[Start of Attachment]

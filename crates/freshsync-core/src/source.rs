//! The upstream connector seam.
//!
//! [`UpstreamConnector`] abstracts the streaming engine behind
//! demand-driven chunk polling: the pipeline pulls, the connector
//! fetches. Both the snapshot and the subscription are finite-chunk
//! pull loops, which gives the consolidator natural backpressure — no
//! rows are prefetched beyond one chunk.

use std::sync::Arc;

use async_trait::async_trait;

use crate::error::SyncError;
use crate::event::RawRow;
use crate::value::ViewSchema;

/// Options for [`UpstreamConnector::subscribe`].
#[derive(Debug, Clone, Copy)]
pub struct SubscribeOptions {
    /// Request progress marks. The consolidator cannot function without
    /// them, so pipelines always set this.
    pub with_progress: bool,
    /// Begin the subscription with the view's snapshot rows before
    /// transitioning into change rows.
    pub emit_snapshot: bool,
}

impl Default for SubscribeOptions {
    fn default() -> Self {
        Self {
            with_progress: true,
            emit_snapshot: true,
        }
    }
}

/// A logical connection to one upstream view.
///
/// # Lifecycle
///
/// 1. [`open`](Self::open) — connect and capture the view schema
/// 2. Either a snapshot pass
///    ([`begin_snapshot`](Self::begin_snapshot) +
///    [`poll_snapshot`](Self::poll_snapshot) until `None`) or directly
/// 3. [`subscribe`](Self::subscribe) +
///    [`poll_rows`](Self::poll_rows) in a loop
/// 4. [`close`](Self::close)
///
/// After a transient failure the same connector is reopened; `open`
/// must tolerate being called again after an error.
#[async_trait]
pub trait UpstreamConnector: Send {
    /// The view this connector is bound to.
    fn view(&self) -> &str;

    /// Connects and captures the view's schema.
    ///
    /// # Errors
    ///
    /// `NetworkUnavailable` for connect/transport failures,
    /// `AuthenticationFailed` for rejected credentials,
    /// `ViewNotFound` when the view does not exist.
    async fn open(&mut self) -> Result<Arc<ViewSchema>, SyncError>;

    /// Starts a standalone, restartable snapshot of the view.
    ///
    /// # Errors
    ///
    /// Returns a transport or protocol error from the engine.
    async fn begin_snapshot(&mut self) -> Result<(), SyncError>;

    /// Pulls the next chunk of snapshot rows; `None` once the snapshot
    /// is exhausted.
    ///
    /// # Errors
    ///
    /// Returns a transport error; the snapshot may be restarted via
    /// [`begin_snapshot`](Self::begin_snapshot).
    async fn poll_snapshot(&mut self, max_rows: usize)
        -> Result<Option<Vec<RawRow>>, SyncError>;

    /// Starts the differential subscription.
    ///
    /// # Errors
    ///
    /// Returns a transport or protocol error from the engine.
    async fn subscribe(&mut self, options: SubscribeOptions) -> Result<(), SyncError>;

    /// Pulls the next chunk of raw subscription rows.
    ///
    /// May block until rows arrive or an engine-side poll interval
    /// elapses; an empty chunk means "nothing yet", not end-of-stream.
    ///
    /// # Errors
    ///
    /// `StreamEnded` when the engine terminates the subscription,
    /// `NetworkUnavailable` on transport failure.
    async fn poll_rows(&mut self, max_rows: usize) -> Result<Vec<RawRow>, SyncError>;

    /// Releases the connection.
    ///
    /// # Errors
    ///
    /// Returns a transport error; safe to ignore during shutdown.
    async fn close(&mut self) -> Result<(), SyncError>;
}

[End of Attachment]

Prompt |
Word for word, reproduce the listing above from its start up to and including the line that has "subscription are finite-chunk". Give only those lines.

Completed exercise |
filename crates/freshsync-core/src/source.rs
//! The upstream connector seam.
//!
//! [`UpstreamConnector`] abstracts the streaming engine behind
//! demand-driven chunk polling: the pipeline pulls, the connector
//! fetches. Both the snapshot and the subscription are finite-chunk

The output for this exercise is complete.